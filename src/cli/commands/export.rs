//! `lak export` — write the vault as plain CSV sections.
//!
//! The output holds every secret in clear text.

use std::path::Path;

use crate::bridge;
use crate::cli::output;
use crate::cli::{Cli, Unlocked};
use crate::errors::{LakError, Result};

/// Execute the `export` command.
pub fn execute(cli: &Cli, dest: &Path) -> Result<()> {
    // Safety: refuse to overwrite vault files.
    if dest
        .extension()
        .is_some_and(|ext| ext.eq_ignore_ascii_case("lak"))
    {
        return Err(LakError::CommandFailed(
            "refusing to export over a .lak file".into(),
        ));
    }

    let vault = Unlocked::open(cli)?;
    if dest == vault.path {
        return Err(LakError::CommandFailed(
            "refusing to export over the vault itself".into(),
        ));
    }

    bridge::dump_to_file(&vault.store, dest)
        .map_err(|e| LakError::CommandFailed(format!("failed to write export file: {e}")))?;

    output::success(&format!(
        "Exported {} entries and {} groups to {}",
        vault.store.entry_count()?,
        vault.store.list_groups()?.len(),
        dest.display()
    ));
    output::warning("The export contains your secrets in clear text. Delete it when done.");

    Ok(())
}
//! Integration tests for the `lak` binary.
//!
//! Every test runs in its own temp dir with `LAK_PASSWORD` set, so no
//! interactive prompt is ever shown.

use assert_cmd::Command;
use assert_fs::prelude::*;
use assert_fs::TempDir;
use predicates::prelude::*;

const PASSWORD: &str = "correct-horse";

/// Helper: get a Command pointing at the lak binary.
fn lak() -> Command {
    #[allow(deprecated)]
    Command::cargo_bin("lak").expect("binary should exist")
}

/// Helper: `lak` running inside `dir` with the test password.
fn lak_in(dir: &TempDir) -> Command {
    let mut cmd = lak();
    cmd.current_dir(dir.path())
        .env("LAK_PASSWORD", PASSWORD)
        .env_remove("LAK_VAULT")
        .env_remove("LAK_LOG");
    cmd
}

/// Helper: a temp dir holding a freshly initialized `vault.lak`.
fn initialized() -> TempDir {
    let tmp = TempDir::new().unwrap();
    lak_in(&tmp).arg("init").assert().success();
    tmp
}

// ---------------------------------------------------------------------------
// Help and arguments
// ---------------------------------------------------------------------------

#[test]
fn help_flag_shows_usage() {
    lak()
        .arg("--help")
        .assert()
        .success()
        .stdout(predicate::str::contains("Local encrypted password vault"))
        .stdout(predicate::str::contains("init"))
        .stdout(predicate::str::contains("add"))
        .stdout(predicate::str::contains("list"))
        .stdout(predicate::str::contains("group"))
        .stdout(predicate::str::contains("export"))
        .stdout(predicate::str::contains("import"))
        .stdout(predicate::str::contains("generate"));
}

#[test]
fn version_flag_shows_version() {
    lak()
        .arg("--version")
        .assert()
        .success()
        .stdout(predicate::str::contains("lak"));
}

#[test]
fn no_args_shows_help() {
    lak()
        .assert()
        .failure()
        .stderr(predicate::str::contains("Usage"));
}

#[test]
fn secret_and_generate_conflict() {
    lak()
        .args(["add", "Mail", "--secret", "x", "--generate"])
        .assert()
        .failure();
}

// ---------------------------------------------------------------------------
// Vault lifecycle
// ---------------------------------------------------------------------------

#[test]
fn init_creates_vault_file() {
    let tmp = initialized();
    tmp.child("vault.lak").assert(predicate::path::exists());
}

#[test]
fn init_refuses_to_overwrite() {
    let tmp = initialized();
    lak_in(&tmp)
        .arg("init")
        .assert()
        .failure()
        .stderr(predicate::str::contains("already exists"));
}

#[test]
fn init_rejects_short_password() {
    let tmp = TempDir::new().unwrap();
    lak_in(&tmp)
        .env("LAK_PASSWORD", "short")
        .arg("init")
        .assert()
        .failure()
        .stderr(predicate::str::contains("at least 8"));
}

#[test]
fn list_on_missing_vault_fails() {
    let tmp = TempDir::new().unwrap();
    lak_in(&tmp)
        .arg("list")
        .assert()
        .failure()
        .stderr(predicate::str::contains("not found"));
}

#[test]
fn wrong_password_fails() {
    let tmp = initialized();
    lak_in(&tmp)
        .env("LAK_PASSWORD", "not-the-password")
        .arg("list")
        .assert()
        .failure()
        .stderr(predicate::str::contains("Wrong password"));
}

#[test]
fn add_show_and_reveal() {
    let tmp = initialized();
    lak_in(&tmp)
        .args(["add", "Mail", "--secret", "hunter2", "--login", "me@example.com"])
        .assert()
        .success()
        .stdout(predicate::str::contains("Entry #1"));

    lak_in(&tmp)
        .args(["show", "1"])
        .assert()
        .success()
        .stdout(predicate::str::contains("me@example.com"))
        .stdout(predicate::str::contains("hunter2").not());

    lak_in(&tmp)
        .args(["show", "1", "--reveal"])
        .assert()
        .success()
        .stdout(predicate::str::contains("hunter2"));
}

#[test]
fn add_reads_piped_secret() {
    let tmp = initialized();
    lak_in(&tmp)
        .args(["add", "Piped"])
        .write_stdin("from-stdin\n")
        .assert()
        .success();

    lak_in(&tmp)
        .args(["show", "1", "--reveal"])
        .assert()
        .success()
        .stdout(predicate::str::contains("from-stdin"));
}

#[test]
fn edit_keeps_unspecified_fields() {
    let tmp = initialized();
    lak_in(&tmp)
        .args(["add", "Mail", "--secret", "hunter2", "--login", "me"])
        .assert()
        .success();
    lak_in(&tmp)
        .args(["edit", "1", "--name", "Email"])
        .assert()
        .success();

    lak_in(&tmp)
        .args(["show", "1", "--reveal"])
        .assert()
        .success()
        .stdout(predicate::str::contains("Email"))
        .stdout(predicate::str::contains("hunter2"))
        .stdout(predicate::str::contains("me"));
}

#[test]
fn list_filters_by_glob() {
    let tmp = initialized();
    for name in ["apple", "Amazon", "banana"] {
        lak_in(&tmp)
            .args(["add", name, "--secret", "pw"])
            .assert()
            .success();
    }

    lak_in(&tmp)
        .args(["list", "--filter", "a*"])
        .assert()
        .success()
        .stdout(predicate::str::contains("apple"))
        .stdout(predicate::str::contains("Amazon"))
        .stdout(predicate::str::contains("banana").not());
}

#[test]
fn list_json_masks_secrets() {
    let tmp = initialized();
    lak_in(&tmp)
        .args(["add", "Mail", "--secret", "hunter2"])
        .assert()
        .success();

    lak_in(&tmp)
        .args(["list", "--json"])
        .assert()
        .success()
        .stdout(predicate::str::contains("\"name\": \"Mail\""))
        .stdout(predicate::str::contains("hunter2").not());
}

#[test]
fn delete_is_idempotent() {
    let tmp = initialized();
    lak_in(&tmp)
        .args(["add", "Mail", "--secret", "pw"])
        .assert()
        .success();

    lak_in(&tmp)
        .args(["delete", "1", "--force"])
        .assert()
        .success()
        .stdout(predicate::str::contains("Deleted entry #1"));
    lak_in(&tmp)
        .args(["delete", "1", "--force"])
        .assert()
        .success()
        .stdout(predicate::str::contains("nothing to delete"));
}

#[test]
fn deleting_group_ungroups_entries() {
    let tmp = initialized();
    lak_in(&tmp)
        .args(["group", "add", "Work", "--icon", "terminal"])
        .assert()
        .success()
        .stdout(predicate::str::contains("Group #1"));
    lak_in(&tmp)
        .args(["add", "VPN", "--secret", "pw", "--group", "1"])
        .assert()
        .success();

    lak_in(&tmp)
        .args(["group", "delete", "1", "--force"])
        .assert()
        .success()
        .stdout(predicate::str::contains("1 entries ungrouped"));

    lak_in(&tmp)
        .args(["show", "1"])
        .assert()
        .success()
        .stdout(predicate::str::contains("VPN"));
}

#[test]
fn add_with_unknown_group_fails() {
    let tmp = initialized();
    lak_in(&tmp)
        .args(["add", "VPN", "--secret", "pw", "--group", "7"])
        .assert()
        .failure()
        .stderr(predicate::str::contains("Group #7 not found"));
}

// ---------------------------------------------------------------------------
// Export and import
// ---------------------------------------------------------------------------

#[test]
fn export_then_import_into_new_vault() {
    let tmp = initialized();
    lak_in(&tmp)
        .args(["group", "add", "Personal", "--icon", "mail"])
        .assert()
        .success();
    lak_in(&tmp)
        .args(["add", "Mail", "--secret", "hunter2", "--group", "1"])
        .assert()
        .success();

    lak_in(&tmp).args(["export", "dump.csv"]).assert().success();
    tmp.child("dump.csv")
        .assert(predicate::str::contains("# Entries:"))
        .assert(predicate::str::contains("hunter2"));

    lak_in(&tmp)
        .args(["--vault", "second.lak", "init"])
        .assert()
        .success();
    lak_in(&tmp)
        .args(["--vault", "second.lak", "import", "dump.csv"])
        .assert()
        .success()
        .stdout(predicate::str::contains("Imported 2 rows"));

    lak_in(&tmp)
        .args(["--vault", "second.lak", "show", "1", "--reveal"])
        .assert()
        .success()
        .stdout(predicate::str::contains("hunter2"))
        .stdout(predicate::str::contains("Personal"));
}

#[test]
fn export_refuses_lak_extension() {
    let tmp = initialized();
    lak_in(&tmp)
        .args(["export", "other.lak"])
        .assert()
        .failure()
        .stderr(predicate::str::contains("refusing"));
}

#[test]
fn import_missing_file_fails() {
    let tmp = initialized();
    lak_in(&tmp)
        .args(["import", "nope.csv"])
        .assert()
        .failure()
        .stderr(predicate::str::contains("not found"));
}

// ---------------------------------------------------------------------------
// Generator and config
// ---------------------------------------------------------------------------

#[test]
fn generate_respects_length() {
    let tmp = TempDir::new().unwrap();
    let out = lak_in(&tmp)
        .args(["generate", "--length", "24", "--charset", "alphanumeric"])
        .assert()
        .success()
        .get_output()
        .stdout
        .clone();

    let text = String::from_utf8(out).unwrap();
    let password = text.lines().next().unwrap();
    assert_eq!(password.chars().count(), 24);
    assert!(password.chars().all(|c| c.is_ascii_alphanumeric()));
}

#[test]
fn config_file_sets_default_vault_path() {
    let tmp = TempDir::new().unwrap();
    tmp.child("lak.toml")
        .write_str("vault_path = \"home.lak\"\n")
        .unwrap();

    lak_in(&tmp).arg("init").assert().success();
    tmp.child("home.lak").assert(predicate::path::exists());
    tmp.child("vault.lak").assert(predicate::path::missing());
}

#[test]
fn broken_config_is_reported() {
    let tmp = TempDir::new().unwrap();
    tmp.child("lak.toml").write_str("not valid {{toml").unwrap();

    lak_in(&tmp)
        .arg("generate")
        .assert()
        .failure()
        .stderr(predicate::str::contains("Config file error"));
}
-------------------------
Assigned task:
Could you please copy the lines of the listing above exactly, from its first line through the line bearing "bridge::dump_to_file(&vault.store, dest)", and nothing more?

Written solution:
filename src/cli/commands/export.rs
//! `lak export` — write the vault as plain CSV sections.
//!
//! The output holds every secret in clear text.

use std::path::Path;

use crate::bridge;
use crate::cli::output;
use crate::cli::{Cli, Unlocked};
use crate::errors::{LakError, Result};

/// Execute the `export` command.
pub fn execute(cli: &Cli, dest: &Path) -> Result<()> {
    // Safety: refuse to overwrite vault files.
    if dest
        .extension()
        .is_some_and(|ext| ext.eq_ignore_ascii_case("lak"))
    {
        return Err(LakError::CommandFailed(
            "refusing to export over a .lak file".into(),
        ));
    }

    let vault = Unlocked::open(cli)?;
    if dest == vault.path {
        return Err(LakError::CommandFailed(
            "refusing to export over the vault itself".into(),
        ));
    }

    bridge::dump_to_file(&vault.store, dest)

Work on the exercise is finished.